▶ **WHAT IS REQUIRED**
Lines from the entries below that hold "markers" form the answer; copy all of them.

▶ **MATERIAL FOR THIS EXERCISE**

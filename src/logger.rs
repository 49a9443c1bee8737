//! Command log.
//!
//! Every successfully executed command is appended to a plain text log:
//!
//! ```text
//! [2024-05-01 12:30:00] 127.0.0.1:16260: status
//! hostname: my server
//!
//! ```
//!
//! This is the operator's audit trail, separate from the `tracing`
//! diagnostics written to stderr.

use std::io;
use std::path::{Path, PathBuf};

use async_trait::async_trait;
use chrono::Local;
use tokio::fs::{self, OpenOptions};
use tokio::io::AsyncWriteExt;
use tracing::debug;

/// Log file used when neither `--log` nor the profile names one.
pub const DEFAULT_LOG_NAME: &str = "rcon-default.log";

const TIMESTAMP_FORMAT: &str = "%Y-%m-%d %H:%M:%S";

/// Append-only record of executed commands.
#[async_trait]
pub trait LogSink: Send + Sync {
    /// Append one record. `target: None` selects the sink's default location.
    async fn add_log(
        &self,
        target: Option<&Path>,
        address: &str,
        command: &str,
        result: &str,
    ) -> io::Result<()>;
}

/// Writes records to files on disk.
#[derive(Debug, Clone)]
pub struct FileLogSink {
    default_target: PathBuf,
}

impl FileLogSink {
    pub fn new(default_target: impl Into<PathBuf>) -> Self {
        Self {
            default_target: default_target.into(),
        }
    }
}

impl Default for FileLogSink {
    fn default() -> Self {
        Self::new(DEFAULT_LOG_NAME)
    }
}

fn format_record(address: &str, command: &str, result: &str) -> String {
    format!(
        "[{}] {}: {}\n{}\n\n",
        Local::now().format(TIMESTAMP_FORMAT),
        address,
        command,
        result
    )
}

#[async_trait]
impl LogSink for FileLogSink {
    async fn add_log(
        &self,
        target: Option<&Path>,
        address: &str,
        command: &str,
        result: &str,
    ) -> io::Result<()> {
        let path = target.unwrap_or(self.default_target.as_path());

        if let Some(parent) = path.parent().filter(|p| !p.as_os_str().is_empty()) {
            fs::create_dir_all(parent).await?;
        }

        let mut file = OpenOptions::new()
            .create(true)
            .append(true)
            .open(path)
            .await?;
        file.write_all(format_record(address, command, result).as_bytes())
            .await?;
        file.flush().await?;

        debug!("Appended command log record to {:?}", path);
        Ok(())
    }
}
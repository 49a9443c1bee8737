//! Interactive command loop.
//!
//! ```text
//! AwaitAddress -> AwaitPassword -> ValidateCredentials -> Prompting -> ReadLoop -> Done
//!                                          |                              |
//!                                          +--------> Failed <------------+
//! ```
//!
//! `AwaitAddress` and `AwaitPassword` are only entered when the field is
//! empty. Telnet sessions stop after `AwaitAddress` and hand the terminal to
//! the Telnet backend, which negotiates its own password.
//!
//! Input is read one line at a time, and only after the previous command
//! has been executed, printed and logged.

use tokio::io::{AsyncBufRead, AsyncBufReadExt, AsyncWrite, AsyncWriteExt};
use tracing::info;

use crate::error::AppError;
use crate::executor::Dispatcher;
use crate::session::{ProtocolKind, Session};

/// Input line that ends the loop.
pub const COMMAND_QUIT: &str = ":q";

const PROMPT: &str = "> ";
const ADDRESS_PROMPT: &str = "Enter remote host and port [ip:port]: ";
const PASSWORD_PROMPT: &str = "Enter password: ";

/// Run the loop until `:q`, end of input, or the first error.
pub async fn run<R, W>(
    dispatcher: &Dispatcher,
    input: &mut R,
    output: &mut W,
    session: Session,
) -> Result<(), AppError>
where
    R: AsyncBufRead + Unpin + Send,
    W: AsyncWrite + Unpin + Send,
{
    let session = fill_address(input, output, session).await?;

    if session.protocol_kind() == ProtocolKind::Telnet {
        info!("Starting telnet session with {}", session.address);
        return dispatcher
            .backends()
            .telnet
            .interactive(&mut *input, &mut *output, &session.address, &session.password)
            .await
            .map_err(AppError::from);
    }

    let session = fill_password(input, output, session).await?;
    dispatcher.check_credentials(&session).await?;
    info!("Interactive session with {} over {}", session.address, session.protocol_kind());

    write_flush(
        output,
        &format!(
            "Waiting commands for {} (or type {} to exit)\n{}",
            session.address, COMMAND_QUIT, PROMPT
        ),
    )
    .await?;

    while let Some(command) = read_line(input).await? {
        if command == COMMAND_QUIT {
            break;
        }
        if !command.is_empty() {
            dispatcher.execute(output, &session, &command).await?;
        }
        write_flush(output, PROMPT).await?;
    }

    Ok(())
}

/// Ask for the address if the session has none.
pub async fn fill_address<R, W>(input: &mut R, output: &mut W, session: Session) -> Result<Session, AppError>
where
    R: AsyncBufRead + Unpin,
    W: AsyncWrite + Unpin,
{
    if !session.address.is_empty() {
        return Ok(session);
    }

    write_flush(output, ADDRESS_PROMPT).await?;
    let address = read_token(input).await?;
    if address.is_empty() {
        return Err(AppError::missing_address());
    }
    Ok(session.with_address(address))
}

/// Ask for the password if the session has none.
pub async fn fill_password<R, W>(input: &mut R, output: &mut W, session: Session) -> Result<Session, AppError>
where
    R: AsyncBufRead + Unpin,
    W: AsyncWrite + Unpin,
{
    if !session.password.is_empty() {
        return Ok(session);
    }

    write_flush(output, PASSWORD_PROMPT).await?;
    let password = read_token(input).await?;
    if password.is_empty() {
        return Err(AppError::missing_password());
    }
    Ok(session.with_password(password))
}

/// One line without its terminator, or `None` at end of input.
async fn read_line<R>(input: &mut R) -> Result<Option<String>, AppError>
where
    R: AsyncBufRead + Unpin,
{
    let mut line = String::new();
    if input.read_line(&mut line).await? == 0 {
        return Ok(None);
    }

    if line.ends_with('\n') {
        line.pop();
        if line.ends_with('\r') {
            line.pop();
        }
    }
    Ok(Some(line))
}

/// First whitespace-separated word of the next line.
async fn read_token<R>(input: &mut R) -> Result<String, AppError>
where
    R: AsyncBufRead + Unpin,
{
    let line = read_line(input).await?.unwrap_or_default();
    Ok(line.split_whitespace().next().unwrap_or_default().to_string())
}

async fn write_flush<W>(output: &mut W, text: &str) -> Result<(), AppError>
where
    W: AsyncWrite + Unpin,
{
    output.write_all(text.as_bytes()).await?;
    output.flush().await?;
    Ok(())
}
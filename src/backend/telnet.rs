//! Telnet console client (7 Days to Die style).
//!
//! The server greets with a password prompt, answers the password with
//! either a logon confirmation or a rejection, and from then on accepts one
//! command per line. Responses have no terminator, so a response is
//! considered complete once the server has been quiet for a short period.

use std::time::Duration;

use async_trait::async_trait;
use tokio::io::{AsyncBufReadExt, AsyncReadExt, AsyncWrite, AsyncWriteExt};
use tokio::net::TcpStream;
use tokio::time::Instant;
use tracing::{debug, info};

use super::connect::connect_tcp;
use super::{Backend, BackendError, ConnectionSettings, DynInput, DynOutput, ExecutionResult, TextBackend};
use crate::interactive::COMMAND_QUIT;

pub const DEFAULT_PORT: u16 = 8081;

const PASSWORD_PROMPT: &str = "Please enter password:";
const AUTH_SUCCESS: &str = "Logon successful.";
const AUTH_FAILED: &str = "Password incorrect";
const EXIT_COMMAND: &str = "exit";

/// Silence after which a response is considered complete.
const QUIET_PERIOD: Duration = Duration::from_millis(300);

const READ_CHUNK: usize = 4096;

/// Telnet console backend.
pub struct TelnetBackend {
    settings: ConnectionSettings,
}

impl TelnetBackend {
    pub fn new(settings: ConnectionSettings) -> Self {
        Self { settings }
    }

    async fn open(&self, address: &str, password: &str) -> Result<TcpStream, BackendError> {
        let mut stream = connect_tcp(address, DEFAULT_PORT, &self.settings).await?;

        self.wait_for(&mut stream, &[PASSWORD_PROMPT]).await?;
        stream
            .write_all(format!("{}\r\n", password).as_bytes())
            .await?;

        match self.wait_for(&mut stream, &[AUTH_SUCCESS, AUTH_FAILED]).await? {
            0 => {
                debug!("Telnet logon successful");
                // Discard the welcome banner so it doesn't end up in the first response.
                let (banner, _) = self.collect(&mut stream).await;
                debug!("Discarded {} bytes of banner", banner.len());
                Ok(stream)
            }
            _ => Err(BackendError::AuthFailed),
        }
    }

    /// Read until one of `markers` appears, returning its index.
    async fn wait_for(&self, stream: &mut TcpStream, markers: &[&str]) -> Result<usize, BackendError> {
        let deadline = Instant::now() + self.settings.deadline;
        let mut seen = Vec::new();
        let mut chunk = [0u8; READ_CHUNK];

        loop {
            let n = tokio::time::timeout_at(deadline, stream.read(&mut chunk))
                .await
                .map_err(|_| BackendError::Timeout)??;
            if n == 0 {
                return Err(BackendError::Closed);
            }

            seen.extend_from_slice(&chunk[..n]);
            let text = String::from_utf8_lossy(&seen);
            if let Some(index) = markers.iter().position(|marker| text.contains(marker)) {
                return Ok(index);
            }
        }
    }

    /// Collect output until the server goes quiet, closes, or the deadline
    /// passes. A chatty server is cut off at the deadline without error.
    async fn collect(&self, stream: &mut TcpStream) -> (String, Option<BackendError>) {
        let deadline = Instant::now() + self.settings.deadline;
        let mut received = Vec::new();
        let mut chunk = [0u8; READ_CHUNK];
        let mut failure = None;

        while Instant::now() < deadline {
            let wait = QUIET_PERIOD.min(deadline.saturating_duration_since(Instant::now()));
            match tokio::time::timeout(wait, stream.read(&mut chunk)).await {
                Err(_) | Ok(Ok(0)) => break,
                Ok(Ok(n)) => received.extend_from_slice(&chunk[..n]),
                Ok(Err(e)) => {
                    failure = Some(BackendError::Io(e));
                    break;
                }
            }
        }

        (normalize(&received), failure)
    }
}

/// Ask the server to end the session. The connection is dropped right after,
/// so a failed write only gets logged.
async fn send_exit<W: AsyncWrite + Unpin>(writer: &mut W) {
    if let Err(e) = writer
        .write_all(format!("{}\r\n", EXIT_COMMAND).as_bytes())
        .await
    {
        debug!("Failed to send {} to telnet server: {}", EXIT_COMMAND, e);
    }
}

fn normalize(raw: &[u8]) -> String {
    String::from_utf8_lossy(raw).replace("\r\n", "\n").replace('\r', "")
}

#[async_trait]
impl Backend for TelnetBackend {
    async fn execute(&self, address: &str, password: &str, command: &str) -> ExecutionResult {
        let mut stream = match self.open(address, password).await {
            Ok(stream) => stream,
            Err(e) => return ExecutionResult::failed(e),
        };

        if let Err(e) = stream.write_all(format!("{}\r\n", command).as_bytes()).await {
            return ExecutionResult::failed(e.into());
        }

        let (output, failure) = self.collect(&mut stream).await;
        send_exit(&mut stream).await;

        match failure {
            Some(e) => ExecutionResult::partial(output, e),
            None => ExecutionResult::ok(output),
        }
    }

    async fn check_credentials(&self, address: &str, password: &str) -> Result<(), BackendError> {
        let mut stream = self.open(address, password).await?;
        send_exit(&mut stream).await;
        Ok(())
    }

    fn name(&self) -> &'static str {
        "telnet"
    }
}

#[async_trait]
impl TextBackend for TelnetBackend {
    async fn interactive(
        &self,
        input: DynInput<'_>,
        output: DynOutput<'_>,
        address: &str,
        password: &str,
    ) -> Result<(), BackendError> {
        let mut lines = input.lines();

        let password = if password.is_empty() {
            output.write_all(b"Enter password: ").await?;
            output.flush().await?;
            lines.next_line().await?.unwrap_or_default().trim().to_string()
        } else {
            password.to_string()
        };

        let stream = self.open(address, &password).await?;
        info!("Telnet session to {} opened", address);

        output
            .write_all(
                format!(
                    "Waiting commands for {} (or type {} to exit)\n> ",
                    address, COMMAND_QUIT
                )
                .as_bytes(),
            )
            .await?;
        output.flush().await?;

        let (mut reader, mut writer) = stream.into_split();
        let mut chunk = [0u8; READ_CHUNK];

        loop {
            tokio::select! {
                line = lines.next_line() => {
                    let Some(command) = line? else { break };
                    if command == COMMAND_QUIT {
                        break;
                    }
                    if command.is_empty() {
                        output.write_all(b"> ").await?;
                        output.flush().await?;
                        continue;
                    }
                    writer.write_all(format!("{}\r\n", command).as_bytes()).await?;
                }
                read = reader.read(&mut chunk) => {
                    let n = read?;
                    if n == 0 {
                        info!("Telnet server at {} closed the session", address);
                        return Ok(());
                    }
                    output.write_all(normalize(&chunk[..n]).as_bytes()).await?;
                    output.flush().await?;
                }
            }
        }

        send_exit(&mut writer).await;
        Ok(())
    }
}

▶ **SOLVED PROBLEM**
    /// Read until one of `markers` appears, returning its index.
    async fn wait_for(&self, stream: &mut TcpStream, markers: &[&str]) -> Result<usize, BackendError> {
            if let Some(index) = markers.iter().position(|marker| text.contains(marker)) {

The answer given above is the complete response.